**WHAT TO DO**
Copy out each line below in which the string "pressed" appears.

**Dataset entries**
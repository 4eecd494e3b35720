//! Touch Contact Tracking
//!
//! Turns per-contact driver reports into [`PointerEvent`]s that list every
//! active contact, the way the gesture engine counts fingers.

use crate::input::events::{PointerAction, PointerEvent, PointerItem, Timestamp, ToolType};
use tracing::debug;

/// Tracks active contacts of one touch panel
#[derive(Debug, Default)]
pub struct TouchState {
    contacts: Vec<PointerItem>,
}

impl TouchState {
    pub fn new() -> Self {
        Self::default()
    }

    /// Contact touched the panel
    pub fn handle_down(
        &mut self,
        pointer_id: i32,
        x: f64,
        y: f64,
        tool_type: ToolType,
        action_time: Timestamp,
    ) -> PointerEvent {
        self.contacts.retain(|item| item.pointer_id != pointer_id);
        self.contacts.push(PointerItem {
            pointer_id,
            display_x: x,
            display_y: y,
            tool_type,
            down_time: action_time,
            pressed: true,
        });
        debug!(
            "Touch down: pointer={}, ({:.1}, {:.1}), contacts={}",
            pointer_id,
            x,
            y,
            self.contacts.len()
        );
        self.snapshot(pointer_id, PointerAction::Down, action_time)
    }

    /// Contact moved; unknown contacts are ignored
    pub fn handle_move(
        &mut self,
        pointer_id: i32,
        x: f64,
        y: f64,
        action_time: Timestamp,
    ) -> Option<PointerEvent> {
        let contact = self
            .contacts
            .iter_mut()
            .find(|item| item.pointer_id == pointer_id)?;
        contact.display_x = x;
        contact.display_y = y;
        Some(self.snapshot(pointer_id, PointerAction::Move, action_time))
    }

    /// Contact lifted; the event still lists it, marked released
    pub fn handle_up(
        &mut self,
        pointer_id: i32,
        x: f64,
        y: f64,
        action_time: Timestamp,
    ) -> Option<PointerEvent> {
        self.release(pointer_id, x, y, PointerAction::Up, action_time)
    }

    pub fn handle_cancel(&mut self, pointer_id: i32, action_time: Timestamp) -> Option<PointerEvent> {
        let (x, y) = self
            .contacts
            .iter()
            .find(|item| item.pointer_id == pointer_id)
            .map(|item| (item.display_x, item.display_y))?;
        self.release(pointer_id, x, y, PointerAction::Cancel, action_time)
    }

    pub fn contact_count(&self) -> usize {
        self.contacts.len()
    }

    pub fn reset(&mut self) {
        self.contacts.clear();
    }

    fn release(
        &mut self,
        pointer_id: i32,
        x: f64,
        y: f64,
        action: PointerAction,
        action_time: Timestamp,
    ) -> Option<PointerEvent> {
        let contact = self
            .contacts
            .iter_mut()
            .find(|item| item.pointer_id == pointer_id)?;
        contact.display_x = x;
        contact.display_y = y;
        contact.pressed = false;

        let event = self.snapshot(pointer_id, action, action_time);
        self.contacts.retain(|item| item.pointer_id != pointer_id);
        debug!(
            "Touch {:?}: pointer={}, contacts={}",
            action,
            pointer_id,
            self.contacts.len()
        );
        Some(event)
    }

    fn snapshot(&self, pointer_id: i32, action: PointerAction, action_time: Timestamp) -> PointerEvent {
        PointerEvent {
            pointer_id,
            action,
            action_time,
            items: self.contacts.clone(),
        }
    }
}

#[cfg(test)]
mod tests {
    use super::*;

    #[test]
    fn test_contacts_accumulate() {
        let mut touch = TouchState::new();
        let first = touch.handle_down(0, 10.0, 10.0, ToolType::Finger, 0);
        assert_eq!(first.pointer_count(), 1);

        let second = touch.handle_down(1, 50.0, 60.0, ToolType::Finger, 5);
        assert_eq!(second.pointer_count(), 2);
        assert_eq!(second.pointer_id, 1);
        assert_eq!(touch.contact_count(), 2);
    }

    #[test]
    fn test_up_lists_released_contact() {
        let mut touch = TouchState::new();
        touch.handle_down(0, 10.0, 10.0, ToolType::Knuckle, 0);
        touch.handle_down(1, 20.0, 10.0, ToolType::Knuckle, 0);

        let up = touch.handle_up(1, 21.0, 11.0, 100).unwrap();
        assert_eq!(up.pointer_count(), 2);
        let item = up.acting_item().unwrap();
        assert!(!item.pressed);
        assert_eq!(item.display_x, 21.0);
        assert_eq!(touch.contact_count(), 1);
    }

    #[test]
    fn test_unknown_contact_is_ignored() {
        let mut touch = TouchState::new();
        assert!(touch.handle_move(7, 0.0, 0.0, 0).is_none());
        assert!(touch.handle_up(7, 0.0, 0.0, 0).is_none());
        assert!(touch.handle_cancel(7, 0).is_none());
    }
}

**SOLUTION TO THE EXERCISE**
            pressed: true,
        contact.pressed = false;
        assert!(!item.pressed);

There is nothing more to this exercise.